Scientists at UC Irvine have discovered that a synthetic compound originally derived from a sun anemone toxin enhances metabolic activity and shows potential as a treatment for obesity and insulin resistance.
The findings, published online this week in Proceedings of the National Academy of Sciences, present the first evidence that the drug candidate – which in March got positive results in a phase-one safety clinical trial – may work in an anti-obesity capacity.
UC Irvine licensed ShK-186 to Kineta Inc., a Seattle-based biotechnology company, in 2009; it’s the company’s lead drug candidate. Kineta is developing the compound to treat autoimmune diseases, such as multiple sclerosis, psoriatic arthritis and lupus. It has also licensed ShK-186 for the treatment of metabolic syndrome and obesity.
Potassium channels regulate cell membrane activities and control a variety of other cellular processes. ShK-186 selectively blocks the activity of a protein that promotes inflammation through the Kv1.3 potassium channel. Earlier research using mice without a Kv1.3 potassium channel gene suggested that Kv1.3 may regulate body weight and the basal metabolic rate.
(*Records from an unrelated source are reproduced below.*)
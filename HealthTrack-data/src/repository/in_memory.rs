use std::sync::{Arc, Mutex};

use chrono::NaiveDate;

use crate::models::{BmiRecord, BmrRecord, CalorieEntry, HealthDocument};
use super::errors::RepositoryError;

/// In-memory working copy of the health document
///
/// All reads and appends go through this copy; the single mutex matches
/// the one-writer model of the application.
#[derive(Debug, Clone, Default)]
pub struct InMemoryStorage {
    document: Arc<Mutex<HealthDocument>>,
}

impl InMemoryStorage {
    /// Create an empty in-memory store
    pub fn new() -> Self {
        Self::default()
    }

    /// Create an in-memory store seeded with a loaded document
    pub fn from_document(document: HealthDocument) -> Self {
        Self {
            document: Arc::new(Mutex::new(document)),
        }
    }

    /// Append a BMI record
    pub fn append_bmi(&self, record: BmiRecord) -> Result<BmiRecord, RepositoryError> {
        let mut document = self.document.lock().map_err(|e| RepositoryError::Lock(e.to_string()))?;
        document.bmi_records.push(record.clone());
        Ok(record)
    }

    /// Append a metabolic-rate record
    pub fn append_bmr(&self, record: BmrRecord) -> Result<BmrRecord, RepositoryError> {
        let mut document = self.document.lock().map_err(|e| RepositoryError::Lock(e.to_string()))?;
        document.bmr_records.push(record.clone());
        Ok(record)
    }

    /// Append an intake entry under its date key, creating the key if absent
    pub fn append_intake(
        &self,
        date: NaiveDate,
        entry: CalorieEntry,
    ) -> Result<CalorieEntry, RepositoryError> {
        let mut document = self.document.lock().map_err(|e| RepositoryError::Lock(e.to_string()))?;
        document
            .calorie_intake
            .entry(date)
            .or_default()
            .push(entry.clone());
        Ok(entry)
    }

    /// Get all BMI records in append order
    pub fn bmi_records(&self) -> Result<Vec<BmiRecord>, RepositoryError> {
        let document = self.document.lock().map_err(|e| RepositoryError::Lock(e.to_string()))?;
        Ok(document.bmi_records.clone())
    }

    /// Get all metabolic-rate records in append order
    pub fn bmr_records(&self) -> Result<Vec<BmrRecord>, RepositoryError> {
        let document = self.document.lock().map_err(|e| RepositoryError::Lock(e.to_string()))?;
        Ok(document.bmr_records.clone())
    }

    /// Get the intake entries recorded for a day
    pub fn entries_for(&self, date: NaiveDate) -> Result<Vec<CalorieEntry>, RepositoryError> {
        let document = self.document.lock().map_err(|e| RepositoryError::Lock(e.to_string()))?;
        Ok(document.entries_for(date).to_vec())
    }

    /// Get the total calories recorded for a day
    pub fn total_intake(&self, date: NaiveDate) -> Result<u32, RepositoryError> {
        let document = self.document.lock().map_err(|e| RepositoryError::Lock(e.to_string()))?;
        Ok(document.total_intake(date))
    }

    /// As-of lookup of the TDEE governing a day
    pub fn latest_tdee(&self, date: NaiveDate) -> Result<Option<i32>, RepositoryError> {
        let document = self.document.lock().map_err(|e| RepositoryError::Lock(e.to_string()))?;
        Ok(document.latest_tdee(date))
    }

    /// Clone of the current document, for persistence
    pub fn snapshot(&self) -> Result<HealthDocument, RepositoryError> {
        let document = self.document.lock().map_err(|e| RepositoryError::Lock(e.to_string()))?;
        Ok(document.clone())
    }
}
In the current study, Dr. George Chandy and colleagues evaluated ShK-186 in tests on obese mice that ate a high-fat, high-sugar diet. They found that the therapy reduced weight, white fat deposits, liver fat, blood cholesterol and blood sugar by activating calorie-burning brown fat, suppressing inflammation of white fat and augmenting liver function. The compound had no effect on mice that ate standard chow.
“This is a new twist in a sustained journey of discovery made over 30 years that charts the course for expeditious translation to humans who suffer from potentially lethal consequences of metabolic syndrome and autoimmune diseases,” said Chandy, a UC Irvine professor of physiology & biophysics and a Kineta scientific adviser.
“Knowing that ShK-186’s unique mechanism of action may have broad applications across multiple therapeutic disciplines, such as autoimmune diseases and now obesity, further adds to the potential of this compound. This study also shows how medical progress can be made through academic and private-sector partnerships,” added Charles Magness, president and CEO of Kineta.
According to the World Health Organization, obesity worldwide has nearly doubled since 1980. In 2008, more than 200 million men and nearly 300 million women, or 11 percent of the global population, were obese. Diabetes is expected to affect about 300 million people by 2030, at an annual cost of $260 billion.
Sanjeev Kumar Upadhyay, Kristin Eckel-Mahan, M. Reza Mirbolooki, Indra Tjong, Galina Schmunk, Briac Halbout, Brian Pedersen, Emiliana Borrelli, Dr. Ping H. Wang, Jogeshwar Mukherjee and Paolo Sassone-Corsi of UC Irvine; Amanda Koehne and Stephen M. Griffey of UC Davis; and Shawn Iadonato of Kineta also contributed to the study, which received support from the National Institutes of Health, a UC Irvine bridge grant and the Ko Family Foundation.